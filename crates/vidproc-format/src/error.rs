//! Error types for frame conversion

use thiserror::Error;

use crate::format::PixelFormat;

/// Errors raised while configuring or running a frame formatter
///
/// All buffer checks happen before any destination byte is written, so a
/// failed conversion leaves the destination untouched.
#[derive(Error, Debug, Clone, PartialEq, Eq)]
pub enum ConversionError {
    /// No formatter exists for this source/target pair
    #[error("Unsupported conversion from {from} to {to}")]
    UnsupportedConversion {
        /// Source format
        from: PixelFormat,
        /// Requested target format
        to: PixelFormat,
    },

    /// Dimensions the layout cannot represent
    #[error("Invalid frame dimensions {width}x{height}: {reason}")]
    InvalidDimensions {
        /// Frame width
        width: u32,
        /// Frame height
        height: u32,
        /// Which constraint failed
        reason: &'static str,
    },

    /// Source buffer is shorter than its computed layout
    #[error("Source buffer too small: need {expected} bytes, got {actual}")]
    SourceTooSmall {
        /// Bytes required
        expected: usize,
        /// Bytes provided
        actual: usize,
    },

    /// Destination buffer is shorter than the output frame size
    #[error("Destination buffer too small: need {expected} bytes, got {actual}")]
    DestinationTooSmall {
        /// Bytes required
        expected: usize,
        /// Bytes provided
        actual: usize,
    },

    /// `format_frame` called before `configure`
    #[error("Formatter has not been configured with a video state")]
    NotConfigured,
}

/// Result type for conversion operations
pub type Result<T> = std::result::Result<T, ConversionError>;

impl ConversionError {
    pub(crate) fn invalid_dimensions(width: u32, height: u32, reason: &'static str) -> Self {
        Self::InvalidDimensions {
            width,
            height,
            reason,
        }
    }

    /// Whether the error comes from the frame layout rather than buffer sizing
    #[must_use]
    pub fn is_format_error(&self) -> bool {
        matches!(
            self,
            Self::UnsupportedConversion { .. } | Self::InvalidDimensions { .. }
        )
    }
}
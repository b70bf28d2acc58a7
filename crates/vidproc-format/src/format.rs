//! Pixel Format Catalog
//!
//! Static description of the pixel encodings a capture source can produce and
//! a renderer can consume. Every lookup is a pure function of the tag.
//!
//! # Examples
//!
//! ```rust
//! use vidproc_format::{FourCc, PixelFormat};
//!
//! let info = PixelFormat::V210.info();
//! assert_eq!(info.bits_per_pixel, 20);
//! assert_eq!(info.fourcc, FourCc::from_bytes(*b"v210"));
//! assert_eq!(PixelFormat::from_fourcc(info.fourcc), Some(PixelFormat::V210));
//! ```

use std::fmt;

/// Four-character code identifying a pixel encoding
///
/// Packed the same way as `MAKEFOURCC`: the first character lives in the
/// least significant byte.
#[derive(Debug, Clone, Copy, PartialEq, Eq, Hash, Default)]
pub struct FourCc(pub u32);

impl FourCc {
    /// The zero code, used for formats without a FourCC
    pub const NONE: FourCc = FourCc(0);

    /// Build a code from its four characters
    #[must_use]
    pub const fn from_bytes(bytes: [u8; 4]) -> Self {
        FourCc(u32::from_le_bytes(bytes))
    }

    /// The four characters, first character first
    #[must_use]
    pub const fn to_bytes(self) -> [u8; 4] {
        self.0.to_le_bytes()
    }
}

impl fmt::Display for FourCc {
    fn fmt(&self, f: &mut fmt::Formatter<'_>) -> fmt::Result {
        let bytes = self.to_bytes();
        if bytes.iter().all(|b| b.is_ascii_graphic() || *b == b' ') {
            for b in bytes {
                write!(f, "{}", char::from(b))?;
            }
            Ok(())
        } else {
            write!(f, "0x{:08x}", self.0)
        }
    }
}

/// Catalog entry for a pixel format
#[derive(Debug, Clone, Copy, PartialEq, Eq)]
pub struct PixelFormatInfo {
    /// Average bits per pixel; implied uncompressed depth for compressed formats
    pub bits_per_pixel: u32,

    /// Stable four-character identifier
    pub fourcc: FourCc,

    /// Human-readable name
    pub name: &'static str,
}

/// Pixel encodings known to the pipeline
#[derive(Debug, Clone, Copy, PartialEq, Eq, Hash, Default)]
pub enum PixelFormat {
    /// Not yet known
    #[default]
    Unknown,
    /// UYVY 4:2:2, four 8-bit components per 32-bit LE word
    UYVY,
    /// v210 4:2:2, twelve 10-bit components in four 32-bit LE words
    V210,
    /// ARGB 8-bit, alpha valid
    ARGB,
    /// BGRA 8-bit, alpha may be valid
    BGRA,
    /// r210, three 10-bit components per 32-bit BE word
    R210,
    /// R10b, three 10-bit components per 32-bit BE word
    R10b,
    /// R10l, three 10-bit components per 32-bit LE word
    R10l,
    /// R12B, 12-bit BE RGB full range
    R12B,
    /// R12L, 12-bit LE RGB full range
    R12L,
    /// P210 4:2:2 planar, 10-bit samples in 16-bit containers
    P210,
    /// H.265 compressed
    H265,
    /// Avid DNxHR compressed
    DNxHR,
}

impl PixelFormat {
    /// All known formats, `Unknown` excluded
    pub const ALL: [PixelFormat; 12] = [
        PixelFormat::UYVY,
        PixelFormat::V210,
        PixelFormat::ARGB,
        PixelFormat::BGRA,
        PixelFormat::R210,
        PixelFormat::R10b,
        PixelFormat::R10l,
        PixelFormat::R12B,
        PixelFormat::R12L,
        PixelFormat::P210,
        PixelFormat::H265,
        PixelFormat::DNxHR,
    ];

    /// Look up the catalog entry for this format
    #[must_use]
    pub const fn info(self) -> PixelFormatInfo {
        let (bits_per_pixel, fourcc, name) = match self {
            PixelFormat::Unknown => (0, FourCc::NONE, "Unknown"),
            PixelFormat::UYVY => (16, FourCc::from_bytes(*b"UYVY"), "YUV 4:2:2 8-bit"),
            PixelFormat::V210 => (20, FourCc::from_bytes(*b"v210"), "YUV 4:2:2 10-bit"),
            PixelFormat::ARGB => (32, FourCc::from_bytes(*b"ARGB"), "ARGB 8-bit"),
            PixelFormat::BGRA => (32, FourCc::from_bytes(*b"BGRA"), "BGRA 8-bit"),
            PixelFormat::R210 => (32, FourCc::from_bytes(*b"r210"), "RGB 10-bit"),
            PixelFormat::R10b => (32, FourCc::from_bytes(*b"R10b"), "RGB 10-bit BE"),
            PixelFormat::R10l => (32, FourCc::from_bytes(*b"R10l"), "RGB 10-bit LE"),
            PixelFormat::R12B => (36, FourCc::from_bytes(*b"R12B"), "RGB 12-bit BE"),
            PixelFormat::R12L => (36, FourCc::from_bytes(*b"R12L"), "RGB 12-bit LE"),
            PixelFormat::P210 => (32, FourCc::from_bytes(*b"P210"), "YUV 4:2:2 planar 16-bit"),
            PixelFormat::H265 => (24, FourCc::from_bytes(*b"HEVC"), "H.265"),
            PixelFormat::DNxHR => (24, FourCc::from_bytes(*b"AVdh"), "DNxHR"),
        };

        PixelFormatInfo {
            bits_per_pixel,
            fourcc,
            name,
        }
    }

    /// Bits per pixel
    #[must_use]
    pub const fn bits_per_pixel(self) -> u32 {
        self.info().bits_per_pixel
    }

    /// Four-character code
    #[must_use]
    pub const fn fourcc(self) -> FourCc {
        self.info().fourcc
    }

    /// Human-readable name
    #[must_use]
    pub const fn name(self) -> &'static str {
        self.info().name
    }

    /// Reverse lookup by four-character code
    #[must_use]
    pub fn from_fourcc(fourcc: FourCc) -> Option<Self> {
        Self::ALL.into_iter().find(|f| f.fourcc() == fourcc)
    }

    /// Whether this is one of the RGB families
    #[must_use]
    pub const fn is_rgb(self) -> bool {
        matches!(
            self,
            PixelFormat::ARGB
                | PixelFormat::BGRA
                | PixelFormat::R210
                | PixelFormat::R10b
                | PixelFormat::R10l
                | PixelFormat::R12B
                | PixelFormat::R12L
        )
    }

    /// Whether frames carry a compressed bitstream
    #[must_use]
    pub const fn is_compressed(self) -> bool {
        matches!(self, PixelFormat::H265 | PixelFormat::DNxHR)
    }

    /// Whether samples are stored in separate planes
    #[must_use]
    pub const fn is_planar(self) -> bool {
        matches!(self, PixelFormat::P210)
    }

    /// Bitmap header compression value
    ///
    /// Uncompressed RGB formats report `0` (BI_RGB); everything else reports
    /// its FourCC.
    #[must_use]
    pub const fn bitmap_compression(self) -> u32 {
        if self.is_rgb() {
            0
        } else {
            self.fourcc().0
        }
    }
}

impl fmt::Display for PixelFormat {
    fn fmt(&self, f: &mut fmt::Formatter<'_>) -> fmt::Result {
        f.write_str(self.name())
    }
}
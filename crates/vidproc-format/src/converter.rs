//! Frame Format Conversion
//!
//! Repacks captured frames into the layout a renderer was negotiated for.
//!
//! # Supported Conversions
//!
//! - **v210 → P210**: 4:2:2 10-bit packed to 4:2:2 planar with 16-bit
//!   samples. This is a lossless bit repack: every 10-bit value is moved
//!   into the high bits of a 16-bit container (`value << 6`), nothing is
//!   resampled or rounded.
//! - **Pass-through**: identity for every other pair.
//!
//! # Layouts
//!
//! v210 packs six pixels into a group of four little-endian 32-bit words,
//! with three 10-bit samples per word at bits 0, 10 and 20:
//!
//! ```text
//! W0 = Cb0 Y0  Cr0
//! W1 = Y1  Cb1 Y2
//! W2 = Cr1 Y3  Cb2
//! W3 = Y4  Cr2 Y5
//! ```
//!
//! Rows are padded to a multiple of 48 pixels (128 bytes).
//!
//! P210 is a luma plane of `height` rows of `width` u16 samples, followed by
//! an interleaved Cb/Cr plane of `height` rows of `width / 2` u16 pairs.
//!
//! # Examples
//!
//! ```rust
//! use vidproc_format::{FrameConverter, PixelFormat, VideoConversion, VideoFrameDescriptor};
//! use vidproc_format::converter::{p210_frame_size, v210_row_stride};
//!
//! let source = VideoFrameDescriptor::new(
//!     PixelFormat::V210,
//!     1920,
//!     1080,
//!     v210_row_stride(1920) * 1080,
//! );
//! let mut converter = FrameConverter::new(&source, VideoConversion::V210ToP210)?;
//! assert_eq!(converter.output_descriptor().pixel_format, PixelFormat::P210);
//! assert_eq!(converter.output_frame_size(), p210_frame_size(1920, 1080));
//!
//! let captured = vec![0u8; source.buffer_size];
//! let planar = converter.convert(&captured)?;
//! assert_eq!(planar.len(), 1920 * 1080 * 4);
//! # Ok::<(), vidproc_format::ConversionError>(())
//! ```

use std::fmt;

use tracing::debug;

use crate::error::{ConversionError, Result};
use crate::format::PixelFormat;
use crate::frame::VideoFrameDescriptor;

/// Pixels carried by one v210 group
pub const V210_PIXELS_PER_GROUP: usize = 6;

/// Bytes in one v210 group
pub const V210_BYTES_PER_GROUP: usize = 16;

/// Shift that widens a 10-bit sample into a 16-bit container
pub const P210_SAMPLE_SHIFT: u32 = 6;

const V210_ROW_ALIGN_PIXELS: usize = 48;
const V210_ROW_ALIGN_BYTES: usize = 128;
const SAMPLE_MASK: u32 = 0x3ff;

/// Source row stride in bytes for a v210 frame
#[must_use]
pub fn v210_row_stride(width: u32) -> usize {
    (width as usize + V210_ROW_ALIGN_PIXELS - 1) / V210_ROW_ALIGN_PIXELS * V210_ROW_ALIGN_BYTES
}

/// Row stride in bytes of either P210 plane
#[must_use]
pub fn p210_row_stride(width: u32) -> usize {
    width as usize * 2
}

/// Exact P210 frame size in bytes (luma plane plus chroma plane)
#[must_use]
pub fn p210_frame_size(width: u32, height: u32) -> usize {
    p210_row_stride(width) * height as usize * 2
}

### What is required
Every line of the material above that has the string "code" needs pulling out.

### Solution to this problem
/// Four-character code identifying a pixel encoding
    /// The zero code, used for formats without a FourCC
    /// Build a code from its four characters
    /// Four-character code
    /// Reverse lookup by four-character code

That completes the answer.